WHAT YOU ARE ASKED TO DO: Keep only the lines that hold the string "Some", filtering out the rest of the entries below.
-- SUPPLIED MATERIAL follows --
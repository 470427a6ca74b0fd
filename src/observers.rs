//! Event delivery to external collaborators
//!
//! Sinks are called synchronously in registration order; subscribers get a
//! copy of every event over an unbounded channel and drain it whenever they
//! like. A sink that errors or panics is reported and skipped for that
//! event, never allowed to take the scheduler down with it.

use std::panic::{self, AssertUnwindSafe};

use crossbeam_channel::{Receiver, Sender, unbounded};
use thiserror::Error;

use crate::sim::{AudioCue, GameEvent};

/// Failure reported by a collaborator
#[derive(Debug, Clone, Error, PartialEq, Eq)]
pub enum SinkError {
    #[error("rejected: {0}")]
    Rejected(String),
    #[error("unavailable: {0}")]
    Unavailable(String),
}

/// Consumer of core events (audio, log presentation, decorative spawners)
pub trait EventSink {
    /// Name used when reporting faults
    fn name(&self) -> &str;

    fn on_event(&mut self, event: &GameEvent) -> Result<(), SinkError>;
}

/// A collaborator failure caught at the boundary
#[derive(Debug, Clone, PartialEq, Eq)]
pub struct Fault {
    pub sink: String,
    pub message: String,
}

impl Fault {
    pub fn to_event(&self) -> GameEvent {
        GameEvent::SinkFault {
            sink: self.sink.clone(),
            message: self.message.clone(),
        }
    }
}

/// Run a collaborator call, turning both errors and panics into a message
pub fn isolate<T>(f: impl FnOnce() -> Result<T, SinkError>) -> Result<T, String> {
    match panic::catch_unwind(AssertUnwindSafe(f)) {
        Ok(Ok(value)) => Ok(value),
        Ok(Err(err)) => Err(err.to_string()),
        Err(payload) => Err(panic_message(payload.as_ref())),
    }
}

fn panic_message(payload: &(dyn std::any::Any + Send)) -> String {
    if let Some(s) = payload.downcast_ref::<&str>() {
        format!("panicked: {s}")
    } else if let Some(s) = payload.downcast_ref::<String>() {
        format!("panicked: {s}")
    } else {
        "panicked".to_string()
    }
}

/// Sinks plus channel subscribers
#[derive(Default)]
pub struct EventBus {
    sinks: Vec<Box<dyn EventSink>>,
    subscribers: Vec<Sender<GameEvent>>,
}

impl EventBus {
    pub fn new() -> Self {
        Self::default()
    }

    pub fn add_sink(&mut self, sink: Box<dyn EventSink>) {
        log::debug!("Event sink registered: {}", sink.name());
        self.sinks.push(sink);
    }

    pub fn sink_count(&self) -> usize {
        self.sinks.len()
    }

    /// New receiver that sees every event published from now on
    pub fn subscribe(&mut self) -> Receiver<GameEvent> {
        let (tx, rx) = unbounded();
        self.subscribers.push(tx);
        rx
    }

    pub fn subscriber_count(&self) -> usize {
        self.subscribers.len()
    }

    /// Deliver `events` in order. Faults are logged, then announced as
    /// `SinkFault` events to subscribers and to every other sink; failures
    /// while announcing are only logged. Returns the number of faults.
    pub fn publish(&mut self, events: &[GameEvent]) -> usize {
        let mut faults: Vec<(usize, Fault)> = Vec::new();
        for event in events {
            self.broadcast(event);
            for (index, sink) in self.sinks.iter_mut().enumerate() {
                if let Err(message) = isolate(|| sink.on_event(event)) {
                    log::error!("Sink '{}' failed on {}: {}", sink.name(), event.tag(), message);
                    faults.push((
                        index,
                        Fault {
                            sink: sink.name().to_string(),
                            message,
                        },
                    ));
                }
            }
        }

        for (failed, fault) in &faults {
            let event = fault.to_event();
            self.broadcast(&event);
            for (index, sink) in self.sinks.iter_mut().enumerate() {
                if index == *failed {
                    continue;
                }
                if let Err(message) = isolate(|| sink.on_event(&event)) {
                    log::warn!("Sink '{}' failed on fault report: {}", sink.name(), message);
                }
            }
        }
        faults.len()
    }

    fn broadcast(&mut self, event: &GameEvent) {
        // Dropped receivers unsubscribe themselves
        self.subscribers.retain(|tx| tx.send(event.clone()).is_ok());
    }
}

/// Sink backed by a closure
pub struct FnSink<F> {
    name: String,
    f: F,
}

impl<F> FnSink<F>
where
    F: FnMut(&GameEvent) -> Result<(), SinkError>,
{
    pub fn new(name: impl Into<String>, f: F) -> Self {
        Self {
            name: name.into(),
            f,
        }
    }
}

impl<F> EventSink for FnSink<F>
where
    F: FnMut(&GameEvent) -> Result<(), SinkError>,
{
    fn name(&self) -> &str {
        &self.name
    }

    fn on_event(&mut self, event: &GameEvent) -> Result<(), SinkError> {
        (self.f)(event)
    }
}

/// Forwards the audio cues of each event to a playback callback
pub struct AudioCueSink<F> {
    play: F,
}

impl<F> AudioCueSink<F>
where
    F: FnMut(AudioCue) -> Result<(), SinkError>,
{
    pub fn new(play: F) -> Self {
        Self { play }
    }
}

impl<F> EventSink for AudioCueSink<F>
where
    F: FnMut(AudioCue) -> Result<(), SinkError>,
{
    fn name(&self) -> &str {
        "audio"
    }

    fn on_event(&mut self, event: &GameEvent) -> Result<(), SinkError> {
        for &cue in event.audio_cues() {
            (self.play)(cue)?;
        }
        Ok(())
    }
}

/// Writes gameplay events to the log
#[derive(Debug, Default)]
pub struct LogSink;

impl EventSink for LogSink {
    fn name(&self) -> &str {
        "log"
    }

    fn on_event(&mut self, event: &GameEvent) -> Result<(), SinkError> {
        match event {
            GameEvent::ItemSpawned { .. } => log::trace!("[{}] {:?}", event.tag(), event),
            GameEvent::SinkFault { sink, message } => {
                log::warn!("[{}] {}: {}", event.tag(), sink, message)
            }
            _ => log::debug!("[{}] {:?}", event.tag(), event),
        }
        Ok(())
    }
}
-- SUPPLIED MATERIAL concluded --
ANSWER TO THE PROBLEM:
    if let Some(s) = payload.downcast_ref::<&str>() {
    } else if let Some(s) = payload.downcast_ref::<String>() {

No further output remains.